Before visiting the White House with teammates this off-season, Brady got up at 5 a.m. to lift weights, even though players were credited with a free workout day for making the trip. He’s determined not to jostle his schedule, no matter what the occasion.

“There really are no shortcuts for me,” Brady said. “That was a Monday morning, and our schedule is to lift Monday, Tuesday, Thursday, Friday, and I’d rather get up and lift than not lift. It’s worth it for me to stay as strong and as big as I can stay.”

More than ever this season, he will have the authority to make decisions at the line of scrimmage. He won’t be directing traffic the way Indianapolis quarterback Peyton Manning does -- sometimes checking in and out of three different plays before getting the snap -- but he is free to make a change he thinks will work better. Brady said he has so much respect for the play-calling ability of offensive coordinator Charlie Weis that he can’t imagine changing plays more than two or three times a game. Regardless, he feels comfortable doing it.
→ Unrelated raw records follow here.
//! Pure colour-space conversions: sRGB, linear RGB, CIE XYZ (D65), CIE Lab,
//! HSL and HSV. All functions are stateless.
//!
//! [`Rgb`] channels are nominally in `0..=1` but intermediate results (for
//! example a Lab blend converted back to sRGB) may fall outside the gamut
//! until [`Rgb::clamped`] is applied.

use crate::foundation::core::Rgba8;

/// D65 reference white as the row sums of the sRGB → XYZ matrix, so that
/// sRGB white lands exactly on `a = b = 0`.
const WHITE_D65: [f64; 3] = [0.950_455_927_051_671_8, 1.0, 1.089_057_750_761_878_5];

const LAB_EPSILON: f64 = 6.0 / 29.0;

/// Gamma-encoded sRGB colour with `f64` channels.
#[derive(Clone, Copy, Debug, PartialEq)]
pub struct Rgb {
    pub r: f64,
    pub g: f64,
    pub b: f64,
}

/// CIE L*a*b* colour, `l` in `0..=100`.
#[derive(Clone, Copy, Debug, PartialEq)]
pub struct Lab {
    pub l: f64,
    pub a: f64,
    pub b: f64,
}

impl Rgb {
    pub const BLACK: Self = Self::new(0.0, 0.0, 0.0);
    pub const WHITE: Self = Self::new(1.0, 1.0, 1.0);

    pub const fn new(r: f64, g: f64, b: f64) -> Self {
        Self { r, g, b }
    }

    /// Alpha is dropped.
    pub fn from_rgba8(c: Rgba8) -> Self {
        Self::new(
            f64::from(c.r) / 255.0,
            f64::from(c.g) / 255.0,
            f64::from(c.b) / 255.0,
        )
    }

    /// Opaque 8-bit colour; out-of-gamut channels are clamped.
    pub fn to_rgba8(self) -> Rgba8 {
        fn to_u8(x: f64) -> u8 {
            (x.clamp(0.0, 1.0) * 255.0).round() as u8
        }
        Rgba8::opaque(to_u8(self.r), to_u8(self.g), to_u8(self.b))
    }

    pub fn clamped(self) -> Self {
        Self::new(
            self.r.clamp(0.0, 1.0),
            self.g.clamp(0.0, 1.0),
            self.b.clamp(0.0, 1.0),
        )
    }

    /// Returns `(hue_degrees, saturation, lightness)`, hue in `[0, 360)`.
    pub fn to_hsl(self) -> (f64, f64, f64) {
        let max = self.r.max(self.g).max(self.b);
        let min = self.r.min(self.g).min(self.b);
        let l = (max + min) / 2.0;
        if max == min {
            return (0.0, 0.0, l);
        }

        let d = max - min;
        let s = if l < 0.5 {
            d / (max + min)
        } else {
            d / (2.0 - max - min)
        };
        let h = if max == self.r {
            (self.g - self.b) / d
        } else if max == self.g {
            2.0 + (self.b - self.r) / d
        } else {
            4.0 + (self.r - self.g) / d
        };
        (wrap_hue(h * 60.0), s, l)
    }

    pub fn from_hsl(h: f64, s: f64, l: f64) -> Self {
        let h = wrap_hue(h) / 360.0;
        let s = s.clamp(0.0, 1.0);
        let l = l.clamp(0.0, 1.0);

        if s == 0.0 {
            return Self::new(l, l, l);
        }

        fn hue_to_rgb(p: f64, q: f64, mut t: f64) -> f64 {
            if t < 0.0 {
                t += 1.0;
            }
            if t > 1.0 {
                t -= 1.0;
            }
            if t < 1.0 / 6.0 {
                return p + (q - p) * 6.0 * t;
            }
            if t < 1.0 / 2.0 {
                return q;
            }
            if t < 2.0 / 3.0 {
                return p + (q - p) * (2.0 / 3.0 - t) * 6.0;
            }
            p
        }

        let q = if l < 0.5 {
            l * (1.0 + s)
        } else {
            l + s - l * s
        };
        let p = 2.0 * l - q;
        Self::new(
            hue_to_rgb(p, q, h + 1.0 / 3.0),
            hue_to_rgb(p, q, h),
            hue_to_rgb(p, q, h - 1.0 / 3.0),
        )
    }

    pub fn from_hsv(h: f64, s: f64, v: f64) -> Self {
        let h = wrap_hue(h) / 60.0;
        let s = s.clamp(0.0, 1.0);
        let v = v.clamp(0.0, 1.0);
        let c = v * s;
        let x = c * (1.0 - ((h % 2.0) - 1.0).abs());
        let m = v - c;
        let (r, g, b) = match h as u32 {
            0 => (c, x, 0.0),
            1 => (x, c, 0.0),
            2 => (0.0, c, x),
            3 => (0.0, x, c),
            4 => (x, 0.0, c),
            _ => (c, 0.0, x),
        };
        Self::new(r + m, g + m, b + m)
    }

    pub fn to_lab(self) -> Lab {
        let r = linearize(self.r);
        let g = linearize(self.g);
        let b = linearize(self.b);

        let x = 0.412_390_799_265_959_5 * r + 0.357_584_339_383_878 * g + 0.180_480_788_401_834_3 * b;
        let y = 0.212_639_005_871_510_36 * r + 0.715_168_678_767_756 * g + 0.072_192_315_360_733_71 * b;
        let z = 0.019_330_818_715_591_85 * r + 0.119_194_779_794_626 * g + 0.950_532_152_249_660_6 * b;

        let fx = lab_f(x / WHITE_D65[0]);
        let fy = lab_f(y / WHITE_D65[1]);
        let fz = lab_f(z / WHITE_D65[2]);

        Lab {
            l: 116.0 * fy - 16.0,
            a: 500.0 * (fx - fy),
            b: 200.0 * (fy - fz),
        }
    }

    pub fn from_lab(lab: Lab) -> Self {
        let fy = (lab.l + 16.0) / 116.0;
        let fx = fy + lab.a / 500.0;
        let fz = fy - lab.b / 200.0;

        let x = WHITE_D65[0] * lab_f_inv(fx);
        let y = WHITE_D65[1] * lab_f_inv(fy);
        let z = WHITE_D65[2] * lab_f_inv(fz);

        let r = 3.240_969_941_904_521 * x - 1.537_383_177_570_093_5 * y - 0.498_610_760_293_003_3 * z;
        let g = -0.969_243_636_280_879_8 * x + 1.875_967_501_507_720_7 * y + 0.041_555_057_407_175_61 * z;
        let b = 0.055_630_079_696_993_61 * x - 0.203_976_958_888_976_57 * y + 1.056_971_514_242_878_6 * z;

        Self::new(delinearize(r), delinearize(g), delinearize(b))
    }

    /// Interpolate toward `other` in Lab space; `t = 0` is `self`.
    ///
    /// The result is not clamped.
    pub fn blend_lab(self, other: Self, t: f64) -> Self {
        let a = self.to_lab();
        let b = other.to_lab();
        Self::from_lab(Lab {
            l: a.l + (b.l - a.l) * t,
            a: a.a + (b.a - a.a) * t,
            b: a.b + (b.b - a.b) * t,
        })
    }
}

/// Wrap degrees into `[0, 360)`.
pub fn wrap_hue(deg: f64) -> f64 {
    let w = deg.rem_euclid(360.0);
    // rem_euclid can round up to exactly 360 for tiny negative inputs.
    if w >= 360.0 { 0.0 } else { w }
}

fn linearize(v: f64) -> f64 {
    if v <= 0.04045 {
        v / 12.92
    } else {
        ((v + 0.055) / 1.055).powf(2.4)
    }
}

fn delinearize(v: f64) -> f64 {
    if v <= 0.003_130_8 {
        12.92 * v
    } else {
        1.055 * v.powf(1.0 / 2.4) - 0.055
    }
}

fn lab_f(t: f64) -> f64 {
    if t > LAB_EPSILON.powi(3) {
        t.cbrt()
    } else {
        t / (3.0 * LAB_EPSILON * LAB_EPSILON) + 4.0 / 29.0
    }
}

fn lab_f_inv(t: f64) -> f64 {
    if t > LAB_EPSILON {
        t * t * t
    } else {
        3.0 * LAB_EPSILON * LAB_EPSILON * (t - 4.0 / 29.0)
    }
}

#[cfg(test)]
#[path = "../../tests/unit/color/space.rs"]
mod tests;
And his teammates are perfectly comfortable too. After all, Brady has completed a franchise-best 61.9% of passes in his career. He set a Super Bowl record in February with 32 completions in the Patriots’ 32-29 victory over Carolina.

“Talk about calm under pressure,” tight end Christian Fauria said. “That was another level. I had never been to the Super Bowl, and he was just completely under control. He was just ice.”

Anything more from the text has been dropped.